Given data: Begin

use std::env;
use std::io::{self, Write};
use std::path::PathBuf;

use hollywood_ascent::core::world::PartnerAction;
use hollywood_ascent::narrative::CannedNarrator;
use hollywood_ascent::persistence::{SaveDb, SaveRepository};
use hollywood_ascent::simulation::career::RoleAction;
use hollywood_ascent::simulation::social::PostCategory;
use hollywood_ascent::{ActionError, Game};

const COMMANDS: &str = "Commands: status | week [n] | log | auditions | apply <n> | roles | act <role> <practice|develop|publicity> | crew <role> | quit-role <role> | activities | do <id> | shop | buy <id> | agents | hire <name> | fire | colleagues | dates | date <n> | partner <fancy|night|talk> | post | dms | save | quit";

fn main() {
    env_logger::init();

    let (save_path, seed) = parse_args(env::args().collect());
    println!("Hollywood Ascent (debug console)");

    let repo: Box<dyn SaveRepository> = match SaveDb::open(&save_path) {
        Ok(db) => Box::new(db),
        Err(err) => {
            eprintln!("Failed to open save DB at {}: {}", save_path.display(), err);
            std::process::exit(1);
        }
    };
    let mut game = Game::load_or_new(seed, Box::new(CannedNarrator::new()), repo);
    println!(
        "Playing as {} (week {}, age {}).",
        game.profile().name,
        game.clock().week,
        game.clock().age
    );
    println!("{}", COMMANDS);

    loop {
        print!("> ");
        let _ = io::stdout().flush();

        let mut input = String::new();
        if io::stdin().read_line(&mut input).is_err() {
            break;
        }
        let trimmed = input.trim();
        if trimmed.is_empty() {
            continue;
        }

        let mut parts = trimmed.split_whitespace();
        let cmd = parts.next().unwrap_or("").to_lowercase();

        match cmd.as_str() {
            "quit" | "exit" => break,
            "help" => println!("{}", COMMANDS),
            "status" => print_status(&game),
            "week" => {
                let count = parts
                    .next()
                    .and_then(|raw| raw.parse::<u32>().ok())
                    .unwrap_or(1);
                for _ in 0..count {
                    match game.advance_week() {
                        Ok(snapshot) => {
                            println!(
                                "Week {} | age {} | cash ${} (income {}, expenses {})",
                                snapshot.week,
                                snapshot.age,
                                snapshot.cash,
                                snapshot.income,
                                snapshot.expenses
                            );
                            for line in snapshot.events.iter().rev() {
                                println!("  {}", line);
                            }
                            if let Some(reason) = snapshot.game_over {
                                println!(
                                    "Career over: {} You survived {} weeks.",
                                    reason.message(),
                                    snapshot.week
                                );
                                break;
                            }
                        }
                        Err(err) => {
                            println!("{}", err);
                            break;
                        }
                    }
                }
            }
            "log" => {
                for line in game.journal().latest(15) {
                    println!("{}", line);
                }
            }
            "auditions" => {
                for (i, audition) in game.career().available_auditions.iter().enumerate() {
                    println!(
                        "[{}] \"{}\" - {} {} {} role, dir. {}, ${}/wk for {} wks, difficulty {}{}",
                        i,
                        audition.title,
                        audition.genre,
                        audition.project_type,
                        audition.tier,
                        audition.director,
                        audition.weekly_pay,
                        audition.weeks,
                        audition.difficulty,
                        if audition.backend_points > 0.0 {
                            format!(", backend {:.1}%", audition.backend_points * 100.0)
                        } else {
                            String::new()
                        }
                    );
                }
            }
            "apply" => match parts.next().and_then(|raw| raw.parse::<usize>().ok()) {
                Some(index) => {
                    let id = game
                        .career()
                        .available_auditions
                        .get(index)
                        .map(|a| a.id.clone());
                    match id {
                        Some(id) => report(game.apply_for_audition(&id)),
                        None => println!("No audition #{}", index),
                    }
                }
                None => println!("Usage: apply <n>"),
            },
            "roles" => {
                for (i, role) in game.career().current_roles.iter().enumerate() {
                    println!(
                        "[{}] \"{}\" ({} {}) - {} wks left, perf {}, pop {}, actions {}/{}",
                        i,
                        role.title,
                        role.genre,
                        role.tier,
                        role.weeks_left,
                        role.performance_score,
                        role.project_popularity,
                        role.weekly_actions_taken,
                        game.tuning().weekly_role_action_cap
                    );
                }
            }
            "act" => {
                let index = parts.next().and_then(|raw| raw.parse::<usize>().ok());
                let action = match parts.next() {
                    Some("practice") => Some(RoleAction::Practice),
                    Some("develop") => Some(RoleAction::Develop),
                    Some("publicity") => Some(RoleAction::Publicity),
                    _ => None,
                };
                match (index, action) {
                    (Some(index), Some(action)) => report(game.role_action(index, action)),
                    _ => println!("Usage: act <role> <practice|develop|publicity>"),
                }
            }
            "crew" => match parts.next().and_then(|raw| raw.parse::<usize>().ok()) {
                Some(index) => run_crew_interaction(&mut game, index),
                None => println!("Usage: crew <role>"),
            },
            "quit-role" => match parts.next().and_then(|raw| raw.parse::<usize>().ok()) {
                Some(index) => report(game.quit_role(index)),
                None => println!("Usage: quit-role <role>"),
            },
            "activities" => {
                for activity in hollywood_ascent::data::activities::ACTIVITIES {
                    println!(
                        "{:<14} {} (${}) - {}",
                        activity.id, activity.name, activity.cost, activity.description
                    );
                }
            }
            "do" => match parts.next() {
                Some(id) => report(game.perform_activity(id)),
                None => println!("Usage: do <activity id>"),
            },
            "shop" => {
                for item in hollywood_ascent::data::shop::SHOP_ITEMS {
                    let owned = if game.wealth().owns(item.id) { " [owned]" } else { "" };
                    println!(
                        "{:<18} {} - ${} (+{} upkeep/wk){}",
                        item.id, item.name, item.price, item.weekly_upkeep, owned
                    );
                }
            }
            "buy" => match parts.next() {
                Some(id) => report(game.buy_item(id)),
                None => println!("Usage: buy <item id>"),
            },
            "agents" => {
                for agent in hollywood_ascent::data::agents::AGENTS_FOR_HIRE {
                    println!(
                        "{} - {:.0}% commission, skill {}. {}",
                        agent.name,
                        agent.commission * 100.0,
                        agent.skill,
                        agent.description
                    );
                }
            }
            "hire" => {
                let name: Vec<&str> = parts.collect();
                if name.is_empty() {
                    println!("Usage: hire <agent name>");
                } else {
                    report(game.hire_agent(&name.join(" ")));
                }
            }
            "fire" => report(game.fire_agent()),
            "colleagues" => {
                for relationship in game.social().significant_relationships() {
                    let name = game
                        .npcs()
                        .get(&relationship.npc_id)
                        .map(|n| n.name.clone())
                        .unwrap_or_else(|| relationship.npc_id.clone());
                    println!(
                        "{} - {} (score {})",
                        name, relationship.status, relationship.score
                    );
                }
            }
            "dates" => {
                if game.social().dating_pool.is_empty() {
                    match game.request_dating_profiles(false) {
                        Ok(count) => println!("Found {} potential matches.", count),
                        Err(err) => println!("{}", err),
                    }
                }
                for (i, profile) in game.social().dating_pool.iter().enumerate() {
                    println!(
                        "[{}] {}, {} - {}. {}",
                        i, profile.name, profile.age, profile.profession, profile.bio
                    );
                }
            }
            "date" => match parts.next().and_then(|raw| raw.parse::<usize>().ok()) {
                Some(index) => {
                    let id = game.social().dating_pool.get(index).map(|p| p.id.clone());
                    match id {
                        Some(id) => report(game.go_on_date(&id)),
                        None => println!("No profile #{}", index),
                    }
                }
                None => println!("Usage: date <n>"),
            },
            "partner" => {
                let action = match parts.next() {
                    Some("fancy") => Some(PartnerAction::FancyDate),
                    Some("night") => Some(PartnerAction::NightIn),
                    Some("talk") => Some(PartnerAction::DeepTalk),
                    _ => None,
                };
                match action {
                    Some(action) => report(game.partner_action(action)),
                    None => println!("Usage: partner <fancy|night|talk>"),
                }
            }
            "post" => report(game.create_post(PostCategory::Promo)),
            "dms" => {
                for thread in &game.social().dms {
                    let name = game
                        .npcs()
                        .get(&thread.npc_id)
                        .map(|n| n.name.clone())
                        .unwrap_or_else(|| thread.npc_id.clone());
                    let unread = if thread.is_read { "" } else { " (new)" };
                    println!("{}{}:", name, unread);
                    for message in thread.messages.iter().rev().take(3).rev() {
                        let speaker = if message.from_player { "you" } else { "them" };
                        println!("  [{}] {}", speaker, message.text);
                    }
                }
            }
            "save" => {
                if game.save() {
                    println!("Saved.");
                } else {
                    println!("Save failed (see log).");
                }
            }
            other => println!("Unknown command: {} (try 'help')", other),
        }
    }
}

fn print_status(game: &Game) {
    let stats = game.stats();
    let wealth = game.wealth();
    println!(
        "{}, age {} (week {}) - health {}, happiness {}, skill {}, fame {}, reputation {}",
        game.profile().name,
        game.clock().age,
        game.clock().week,
        stats.health,
        stats.happiness,
        stats.acting_skill,
        stats.fame,
        stats.reputation
    );
    println!(
        "Cash ${} | income {} | expenses {} | {} roles | {} followers",
        wealth.cash,
        wealth.income,
        wealth.expenses,
        game.career().current_roles.len(),
        game.social().followers
    );
    if let Some(reason) = game.status().reason() {
        println!("Career over: {}", reason.message());
    }
}

/// Run one generator-backed crew interaction: pick the first cast member and
/// apply the first offered choice.
fn run_crew_interaction(game: &mut Game, role_index: usize) {
    let npc_id = match game
        .career()
        .current_roles
        .get(role_index)
        .and_then(|role| role.cast.get(1).or_else(|| role.cast.first()))
    {
        Some(id) => id.clone(),
        None => {
            println!("No role #{}", role_index);
            return;
        }
    };
    match game.crew_interaction(role_index, &npc_id) {
        Ok(scene) => {
            println!("{}", scene.scenario);
            for (i, choice) in scene.choices.iter().enumerate() {
                println!("  [{}] {}", i, choice.text);
            }
            if let Some(choice) = scene.choices.first() {
                let outcome = choice.outcome.clone();
                report(game.resolve_crew_choice(role_index, &npc_id, &outcome));
            }
        }
        Err(err) => println!("{}", err),
    }
}

fn report(result: Result<(), ActionError>) {
    match result {
        Ok(()) => println!("Done."),
        Err(err) => println!("{}", err),
    }
}

fn parse_args(args: Vec<String>) -> (PathBuf, u64) {
    let mut save_path = PathBuf::from("./ascent_save.db");
    let mut seed = 0x5eed_cafe;

    let mut iter = args.into_iter().skip(1);
    while let Some(arg) = iter.next() {
        match arg.as_str() {
            "--save" => {
                if let Some(path) = iter.next() {
                    save_path = PathBuf::from(path);
                }
            }
            "--seed" => {
                if let Some(raw) = iter.next() {
                    match raw.parse::<u64>() {
                        Ok(parsed) => seed = parsed,
                        Err(_) => eprintln!("Invalid seed: {}", raw),
                    }
                }
            }
            other => eprintln!("Ignoring unknown argument: {}", other),
        }
    }
    (save_path, seed)
}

Given data: End

Exercise brief. From the entries above, restate word for word the lines from the line containing "let unread = if" to the line containing "for message in", both ends included, and nothing more.

Reply.
                    let unread = if thread.is_read { "" } else { " (new)" };
                    println!("{}{}:", name, unread);
                    for message in thread.messages.iter().rev().take(3).rev() {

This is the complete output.